The answer should contain all of the records below, each one copied word for word.
▶
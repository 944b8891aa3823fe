//! `cadence run`: run simulated sessions until something stops them.
//!
//! Stop sources are Ctrl-C, the estop marker (polled every stop quantum),
//! the optional `--duration`, and every session reaching its cycle limit.

use cadence_backends::RuleTableBackend;
use cadence_config::{CadenceConfig, JitterKind};
use cadence_engine::{Runtime, SessionExit};
use cadence_safety::EstopMarker;
use cadence_telemetry::SummaryTable;
use std::path::Path;
use std::sync::Arc;
use std::time::Duration;
use tokio::time::Instant;
use tracing::{info, warn};

use super::load_config;
use crate::sim::{FlakyBackend, LoggingSink, spawn_feeder};

#[derive(Debug, Default)]
pub struct RunOptions {
    pub sessions: Option<u32>,
    pub cycles: Option<u64>,
    pub duration: Option<u64>,
    pub seed: Option<u64>,
    pub no_jitter: bool,
}

impl RunOptions {
    fn apply(&self, config: &mut CadenceConfig) {
        if self.no_jitter {
            config.scheduler.jitter = JitterKind::None;
        }
        if let Some(cycles) = self.cycles {
            config.session.max_cycles = cycles;
        }
    }
}

/// What ended the supervision loop.
#[derive(Debug, PartialEq)]
enum StopCause {
    CtrlC,
    Estop,
    Deadline,
    AllFinished,
}

pub async fn run(path: Option<&Path>, options: RunOptions) -> Result<(), Box<dyn std::error::Error>> {
    let mut config = load_config(path).map_err(|e| format!("Failed to load config: {e}"))?;
    options.apply(&mut config);

    let marker = EstopMarker::default_location();
    if marker.is_engaged() {
        return Err(format!(
            "emergency stop is engaged ({}); release it with `cadence estop --resume`",
            marker.path().display()
        )
        .into());
    }

    let runtime = Arc::new(build_runtime(config, options.seed)?);
    let config = runtime.config();
    let count = options.sessions.unwrap_or(config.simulation.sessions);
    let sessions = runtime.spawn_configured(count)?;

    println!("🎣 Cadence: running {} session(s)", sessions.len());
    println!("   Chain:     {}", config.backends.fallback_chain.join(" → "));
    println!("   Threshold: {}", config.decision.acceptance_threshold);
    println!("   Jitter:    {:?}", config.scheduler.jitter);
    println!("   Press Ctrl-C to stop.");
    println!();

    let feeder = spawn_feeder(
        runtime.clone(),
        sessions,
        Duration::from_millis(config.simulation.observation_interval_ms),
        options.seed,
    );

    let deadline = options
        .duration
        .map(|secs| Instant::now() + Duration::from_secs(secs));
    let quantum = Duration::from_millis(config.session.stop_quantum_ms);
    let cause = supervise(&runtime, &marker, quantum, deadline).await;
    info!(cause = ?cause, "Supervision ended");

    match cause {
        StopCause::CtrlC => {
            runtime.stop_all("ctrl-c");
        }
        StopCause::Estop => {
            runtime.stop_all("estop");
        }
        StopCause::Deadline => {
            runtime.stop_all("duration");
        }
        StopCause::AllFinished => {}
    }

    feeder.abort();
    let outcomes = runtime.join_all().await;

    println!();
    for outcome in &outcomes {
        let exit = match &outcome.exit {
            Ok(SessionExit::Stopped(reason)) => format!("stopped ({reason})"),
            Ok(SessionExit::CycleLimit) => "cycle limit reached".to_string(),
            Ok(SessionExit::FeedClosed) => "feed closed".to_string(),
            Err(e) => format!("error: {e}"),
        };
        println!("   {}: {exit}", outcome.session_id);
    }
    println!();
    print!("{}", SummaryTable::new(&runtime.reports()));
    Ok(())
}

fn build_runtime(config: CadenceConfig, seed: Option<u64>) -> Result<Runtime, Box<dyn std::error::Error>> {
    let sim = config.simulation.clone();
    let sink = Arc::new(LoggingSink::new(sim.sink_failure_rate, sim.sink_fatal_rate, seed));

    let flaky: Vec<FlakyBackend> = config
        .backends
        .rule_tables
        .iter()
        .filter_map(|table| {
            let rate = sim.backend_failure_rates.get(&table.id).copied()?;
            let inner = Arc::new(RuleTableBackend::from_config(table));
            Some(FlakyBackend::new(inner, rate, seed))
        })
        .collect();

    let mut builder = Runtime::builder(config, sink);
    for backend in flaky {
        builder = builder.backend(Arc::new(backend));
    }
    if let Some(seed) = seed {
        builder = builder.seed(seed);
    }
    Ok(builder.build()?)
}

/// Wait for a stop source. Ctrl-C is handled immediately; the estop
/// marker, the deadline and session completion are checked every quantum.
async fn supervise(
    runtime: &Runtime,
    marker: &EstopMarker,
    quantum: Duration,
    deadline: Option<Instant>,
) -> StopCause {
    let ctrl_c = tokio::signal::ctrl_c();
    tokio::pin!(ctrl_c);
    let mut ticker = tokio::time::interval(quantum);

    loop {
        tokio::select! {
            _ = &mut ctrl_c => return StopCause::CtrlC,
            _ = ticker.tick() => {
                if marker.is_engaged() {
                    warn!(marker = %marker.path().display(), "Emergency stop marker found");
                    return StopCause::Estop;
                }
                if deadline.is_some_and(|d| Instant::now() >= d) {
                    return StopCause::Deadline;
                }
                if runtime.running().is_empty() {
                    return StopCause::AllFinished;
                }
            }
        }
    }
}

#[cfg(test)]
mod tests {
    use super::*;

    fn quick_config() -> CadenceConfig {
        let mut config = CadenceConfig::default();
        config.audit.log_entries = false;
        config.scheduler.min_delay_ms = 10;
        config.scheduler.max_delay_ms = 20;
        config.scheduler.base_cooldown_ms = 10;
        config.simulation.sink_failure_rate = 0.0;
        config
    }

    #[test]
    fn options_override_config() {
        let mut config = CadenceConfig::default();
        RunOptions {
            cycles: Some(7),
            no_jitter: true,
            ..RunOptions::default()
        }
        .apply(&mut config);
        assert_eq!(config.session.max_cycles, 7);
        assert_eq!(config.scheduler.jitter, JitterKind::None);
    }

    #[tokio::test(start_paused = true)]
    async fn estop_marker_ends_supervision() {
        let dir = tempfile::tempdir().unwrap();
        let marker = EstopMarker::new(dir.path().join(".estop"));
        let runtime = build_runtime(quick_config(), Some(1)).unwrap();
        runtime.spawn_configured(1).unwrap();

        marker.engage().unwrap();
        let cause = supervise(&runtime, &marker, Duration::from_millis(50), None).await;
        assert_eq!(cause, StopCause::Estop);

        runtime.stop_all("estop");
        runtime.join_all().await;
    }

    #[tokio::test(start_paused = true)]
    async fn finished_sessions_end_supervision() {
        let dir = tempfile::tempdir().unwrap();
        let marker = EstopMarker::new(dir.path().join(".estop"));
        let mut config = quick_config();
        config.session.max_cycles = 2;
        config.session.observation_timeout_ms = 100;
        let runtime = build_runtime(config, Some(1)).unwrap();
        runtime.spawn_configured(2).unwrap();

        let cause = supervise(&runtime, &marker, Duration::from_millis(50), None).await;
        assert_eq!(cause, StopCause::AllFinished);
        let outcomes = runtime.join_all().await;
        assert!(outcomes
            .iter()
            .all(|o| matches!(o.exit, Ok(SessionExit::CycleLimit))));
    }

    #[tokio::test(start_paused = true)]
    async fn deadline_ends_supervision() {
        let dir = tempfile::tempdir().unwrap();
        let marker = EstopMarker::new(dir.path().join(".estop"));
        let runtime = build_runtime(quick_config(), Some(1)).unwrap();
        runtime.spawn_configured(1).unwrap();

        let deadline = Instant::now() + Duration::from_millis(200);
        let cause = supervise(&runtime, &marker, Duration::from_millis(50), Some(deadline)).await;
        assert_eq!(cause, StopCause::Deadline);

        runtime.stop_all("duration");
        runtime.join_all().await;
    }

    #[test]
    fn configured_outages_wrap_rule_tables() {
        let mut config = quick_config();
        config.simulation.backend_failure_rates.insert("primary".into(), 1.0);
        let runtime = build_runtime(config, Some(1)).unwrap();
        assert_eq!(runtime.backends().len(), 2);
    }
}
◀
**Response to this task**
repository 944b8891aa3823fe
//! `cadence run`: run simulated sessions until something stops them.
//!
//! Stop sources are Ctrl-C, the estop marker (polled every stop quantum),
//! the optional `--duration`, and every session reaching its cycle limit.

use cadence_backends::RuleTableBackend;
use cadence_config::{CadenceConfig, JitterKind};
use cadence_engine::{Runtime, SessionExit};
use cadence_safety::EstopMarker;
use cadence_telemetry::SummaryTable;
use std::path::Path;
use std::sync::Arc;
use std::time::Duration;
use tokio::time::Instant;
use tracing::{info, warn};

use super::load_config;
use crate::sim::{FlakyBackend, LoggingSink, spawn_feeder};

#[derive(Debug, Default)]
pub struct RunOptions {
    pub sessions: Option<u32>,
    pub cycles: Option<u64>,
    pub duration: Option<u64>,
    pub seed: Option<u64>,
    pub no_jitter: bool,
}

impl RunOptions {
    fn apply(&self, config: &mut CadenceConfig) {
        if self.no_jitter {
            config.scheduler.jitter = JitterKind::None;
        }
        if let Some(cycles) = self.cycles {
            config.session.max_cycles = cycles;
        }
    }
}

/// What ended the supervision loop.
#[derive(Debug, PartialEq)]
enum StopCause {
    CtrlC,
    Estop,
    Deadline,
    AllFinished,
}

pub async fn run(path: Option<&Path>, options: RunOptions) -> Result<(), Box<dyn std::error::Error>> {
    let mut config = load_config(path).map_err(|e| format!("Failed to load config: {e}"))?;
    options.apply(&mut config);

    let marker = EstopMarker::default_location();
    if marker.is_engaged() {
        return Err(format!(
            "emergency stop is engaged ({}); release it with `cadence estop --resume`",
            marker.path().display()
        )
        .into());
    }

    let runtime = Arc::new(build_runtime(config, options.seed)?);
    let config = runtime.config();
    let count = options.sessions.unwrap_or(config.simulation.sessions);
    let sessions = runtime.spawn_configured(count)?;

    println!("🎣 Cadence: running {} session(s)", sessions.len());
    println!("   Chain:     {}", config.backends.fallback_chain.join(" → "));
    println!("   Threshold: {}", config.decision.acceptance_threshold);
    println!("   Jitter:    {:?}", config.scheduler.jitter);
    println!("   Press Ctrl-C to stop.");
    println!();

    let feeder = spawn_feeder(
        runtime.clone(),
        sessions,
        Duration::from_millis(config.simulation.observation_interval_ms),
        options.seed,
    );

    let deadline = options
        .duration
        .map(|secs| Instant::now() + Duration::from_secs(secs));
    let quantum = Duration::from_millis(config.session.stop_quantum_ms);
    let cause = supervise(&runtime, &marker, quantum, deadline).await;
    info!(cause = ?cause, "Supervision ended");

    match cause {
        StopCause::CtrlC => {
            runtime.stop_all("ctrl-c");
        }
        StopCause::Estop => {
            runtime.stop_all("estop");
        }
        StopCause::Deadline => {
            runtime.stop_all("duration");
        }
        StopCause::AllFinished => {}
    }

    feeder.abort();
    let outcomes = runtime.join_all().await;

    println!();
    for outcome in &outcomes {
        let exit = match &outcome.exit {
            Ok(SessionExit::Stopped(reason)) => format!("stopped ({reason})"),
            Ok(SessionExit::CycleLimit) => "cycle limit reached".to_string(),
            Ok(SessionExit::FeedClosed) => "feed closed".to_string(),
            Err(e) => format!("error: {e}"),
        };
        println!("   {}: {exit}", outcome.session_id);
    }
    println!();
    print!("{}", SummaryTable::new(&runtime.reports()));
    Ok(())
}

fn build_runtime(config: CadenceConfig, seed: Option<u64>) -> Result<Runtime, Box<dyn std::error::Error>> {
    let sim = config.simulation.clone();
    let sink = Arc::new(LoggingSink::new(sim.sink_failure_rate, sim.sink_fatal_rate, seed));

    let flaky: Vec<FlakyBackend> = config
        .backends
        .rule_tables
        .iter()
        .filter_map(|table| {
            let rate = sim.backend_failure_rates.get(&table.id).copied()?;
            let inner = Arc::new(RuleTableBackend::from_config(table));
            Some(FlakyBackend::new(inner, rate, seed))
        })
        .collect();

    let mut builder = Runtime::builder(config, sink);
    for backend in flaky {
        builder = builder.backend(Arc::new(backend));
    }
    if let Some(seed) = seed {
        builder = builder.seed(seed);
    }
    Ok(builder.build()?)
}

/// Wait for a stop source. Ctrl-C is handled immediately; the estop
/// marker, the deadline and session completion are checked every quantum.
async fn supervise(
    runtime: &Runtime,
    marker: &EstopMarker,
    quantum: Duration,
    deadline: Option<Instant>,
) -> StopCause {
    let ctrl_c = tokio::signal::ctrl_c();
    tokio::pin!(ctrl_c);
    let mut ticker = tokio::time::interval(quantum);

    loop {
        tokio::select! {
            _ = &mut ctrl_c => return StopCause::CtrlC,
            _ = ticker.tick() => {
                if marker.is_engaged() {
                    warn!(marker = %marker.path().display(), "Emergency stop marker found");
                    return StopCause::Estop;
                }
                if deadline.is_some_and(|d| Instant::now() >= d) {
                    return StopCause::Deadline;
                }
                if runtime.running().is_empty() {
                    return StopCause::AllFinished;
                }
            }
        }
    }
}

#[cfg(test)]
mod tests {
    use super::*;

    fn quick_config() -> CadenceConfig {
        let mut config = CadenceConfig::default();
        config.audit.log_entries = false;
        config.scheduler.min_delay_ms = 10;
        config.scheduler.max_delay_ms = 20;
        config.scheduler.base_cooldown_ms = 10;
        config.simulation.sink_failure_rate = 0.0;
        config
    }

    #[test]
    fn options_override_config() {
        let mut config = CadenceConfig::default();
        RunOptions {
            cycles: Some(7),
            no_jitter: true,
            ..RunOptions::default()
        }
        .apply(&mut config);
        assert_eq!(config.session.max_cycles, 7);
        assert_eq!(config.scheduler.jitter, JitterKind::None);
    }

    #[tokio::test(start_paused = true)]
    async fn estop_marker_ends_supervision() {
        let dir = tempfile::tempdir().unwrap();
        let marker = EstopMarker::new(dir.path().join(".estop"));
        let runtime = build_runtime(quick_config(), Some(1)).unwrap();
        runtime.spawn_configured(1).unwrap();

        marker.engage().unwrap();
        let cause = supervise(&runtime, &marker, Duration::from_millis(50), None).await;
        assert_eq!(cause, StopCause::Estop);

        runtime.stop_all("estop");
        runtime.join_all().await;
    }

    #[tokio::test(start_paused = true)]
    async fn finished_sessions_end_supervision() {
        let dir = tempfile::tempdir().unwrap();
        let marker = EstopMarker::new(dir.path().join(".estop"));
        let mut config = quick_config();
        config.session.max_cycles = 2;
        config.session.observation_timeout_ms = 100;
        let runtime = build_runtime(config, Some(1)).unwrap();
        runtime.spawn_configured(2).unwrap();

        let cause = supervise(&runtime, &marker, Duration::from_millis(50), None).await;
        assert_eq!(cause, StopCause::AllFinished);
        let outcomes = runtime.join_all().await;
        assert!(outcomes
            .iter()
            .all(|o| matches!(o.exit, Ok(SessionExit::CycleLimit))));
    }

    #[tokio::test(start_paused = true)]
    async fn deadline_ends_supervision() {
        let dir = tempfile::tempdir().unwrap();
        let marker = EstopMarker::new(dir.path().join(".estop"));
        let runtime = build_runtime(quick_config(), Some(1)).unwrap();
        runtime.spawn_configured(1).unwrap();

        let deadline = Instant::now() + Duration::from_millis(200);
        let cause = supervise(&runtime, &marker, Duration::from_millis(50), Some(deadline)).await;
        assert_eq!(cause, StopCause::Deadline);

        runtime.stop_all("duration");
        runtime.join_all().await;
    }

    #[test]
    fn configured_outages_wrap_rule_tables() {
        let mut config = quick_config();
        config.simulation.backend_failure_rates.insert("primary".into(), 1.0);
        let runtime = build_runtime(config, Some(1)).unwrap();
        assert_eq!(runtime.backends().len(), 2);
    }
}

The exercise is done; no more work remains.